El presidente Pedro Sánchez considera que la Mesa de diálogo sobre Cataluña va a ser: difícil, como la solución a los problemas del campo, tan evidentes estas semanas; larga, como la sombra de la crisis económica que ya se vislumbra, angustiosa, a lomos de un virus que se propaga exponencialmente, tanto el agente infeccioso que lo provoca como el pánico que lo rodea; y compleja, como la esencia de la propia mesa, en la que unos quieren algo que los del otro lado no pueden darle, y eso todo el mundo, unos y otros, lo saben. Probablemente, y mucho peor que difícil o compleja, y por supuesto que larga, es que será también inútil.

Aún así, esta Mesa mensual posiblemente sí servirá para que se potencie aún más en Cataluña el apoyo al independentismo, cuyos defensores ven blanqueada su posición al observar cómo se convierte su objetivo máximo en un elemento que de verdad -¿de verdad?- tratan dos Gobiernos. Circunstancia que, sin duda, supone un avance notorio para los partidos independentistas en un momento en el que ya se divisan las elecciones autonómicas en ese territorio.

También resultará de provecho al Ejecutivo de coalición para alimentar la ficción, unas veces en Madrid, y otras en Barcelona, de que el diálogo resolverá un asunto que no se puede resolver conversando, salvo si se está dispuesto a romper con la Constitución, algo que, en principio, el equipo gubernamental de Madrid ni puede hacer ni ha expresado nunca que lo vaya a hacer.

Claro que, hablando de principios, siempre se pueden establecer unos nuevos si los que uno creía arraigados resulta que no lo están tanto, o si uno ve peligrar el sillón en el que se acomoda cada mañana desde que la moción de censura doblegó al Ejecutivo de Mariano Rajoy. Y, por supuesto, que Sánchez haya negado tantas veces que vaya a romper con la Carta Magna tampoco significa, si nos atenemos a la fidelidad que ha demostrado a sus propias ideas, que no vaya a hacerlo.

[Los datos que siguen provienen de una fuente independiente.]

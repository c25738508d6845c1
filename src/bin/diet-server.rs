// ABOUTME: HTTP server binary for the nutrition API
// ABOUTME: Loads configuration, opens the database, and serves the axum router
//
// SPDX-License-Identifier: MIT OR Apache-2.0
// Copyright (c) 2025 Pierre Fitness Intelligence

//! # Diet-To-Discipline Server Binary

use anyhow::{Context, Result};
use clap::Parser;
use diet_to_discipline::{
    config::{environment::DatabaseUrl, ServerConfig},
    constants::routes,
    database::Database,
    logging::LoggingConfig,
    routes::{router, ServerResources},
};
use tokio::net::TcpListener;
use tracing::info;

#[derive(Parser)]
#[command(name = "diet-server")]
#[command(about = "Diet-To-Discipline nutrition target API")]
pub struct Args {
    /// Override HTTP port
    #[arg(long)]
    port: Option<u16>,

    /// Override database URL (e.g. sqlite:./data/diet.db or sqlite::memory:)
    #[arg(long)]
    database_url: Option<String>,
}

#[tokio::main]
async fn main() -> Result<()> {
    let args = Args::parse();

    let mut config = ServerConfig::from_env()?;
    if let Some(port) = args.port {
        config.http_port = port;
    }
    if let Some(url) = args.database_url.as_deref() {
        config.database.url = DatabaseUrl::parse_url(url);
    }

    LoggingConfig::from_env().init()?;
    info!("{}", config.summary());

    let database = Database::new(&config.database.url).await?;
    let address = format!("{}:{}", config.host, config.http_port);
    let resources = ServerResources::new(database.clone(), config);

    let listener = TcpListener::bind(&address)
        .await
        .with_context(|| format!("Failed to bind {address}"))?;
    info!("Listening on http://{address}");
    display_available_endpoints();

    axum::serve(listener, router(resources))
        .with_graceful_shutdown(shutdown_signal())
        .await
        .context("HTTP server error")?;

    database.close().await;
    info!("Server stopped");
    Ok(())
}

fn display_available_endpoints() {
    info!("Available endpoints:");
    info!("  POST {}", routes::CALCULATE_AND_SAVE);
    info!("  POST {}", routes::TARGETS);
    info!("  GET  {}", routes::PROFILE);
    info!("  GET  {}", routes::HYDRATION);
    info!("  POST {}", routes::HYDRATION);
    info!("  GET  /health, /ready");
}

async fn shutdown_signal() {
    if let Err(e) = tokio::signal::ctrl_c().await {
        tracing::warn!("Failed to listen for shutdown signal: {e}");
        std::future::pending::<()>().await;
    }
    info!("Shutdown signal received");
}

A Sánchez lo sostienen en la Moncloa sus promesas a los independentistas. Ahora llega, aunque vaya a ser en diferido, o quizás en modo goteo, el momento de sumar concesiones. Y, más allá del recibimiento del día 1 de la configuración de la Mesa -que ya se asemeja demasiado a un insólito encuentro entre delegaciones de distintos países-, no parece que el presidente pueda hacer mucho más que sentarse en esa reunión tan extraña, si pretende evitar traicionarse una vez más.

Mientras tanto, la Mesa inútil puede no serlo tanto si implica, por su mera constitución, que ERC permita la aprobación de la senda del ajuste de déficit, impulsando así el primer paso hacia la tramitación de los Presupuestos.

Quién sabe si, al final, prolongando estas conversaciones que Casado demanda que no se consideren “diálogo, sino humillación”, va a ser verdad que el gobierno de coalición sobrevivirá al fino alambre de los tractores en la calle, a las crecientes exigencias independentistas, a los egos enfrentados de Sánchez y de Iglesias, incluso a las consecuencias de un virus que ya altera la calma de este sorprendentemente caluroso febrero en nuestro país.

La Mesa acabará desvencijada e inútil, pero el trayecto hasta que se declare semejante estado será, efectivamente, largo, difícil y complejo. Y costoso, muy costoso.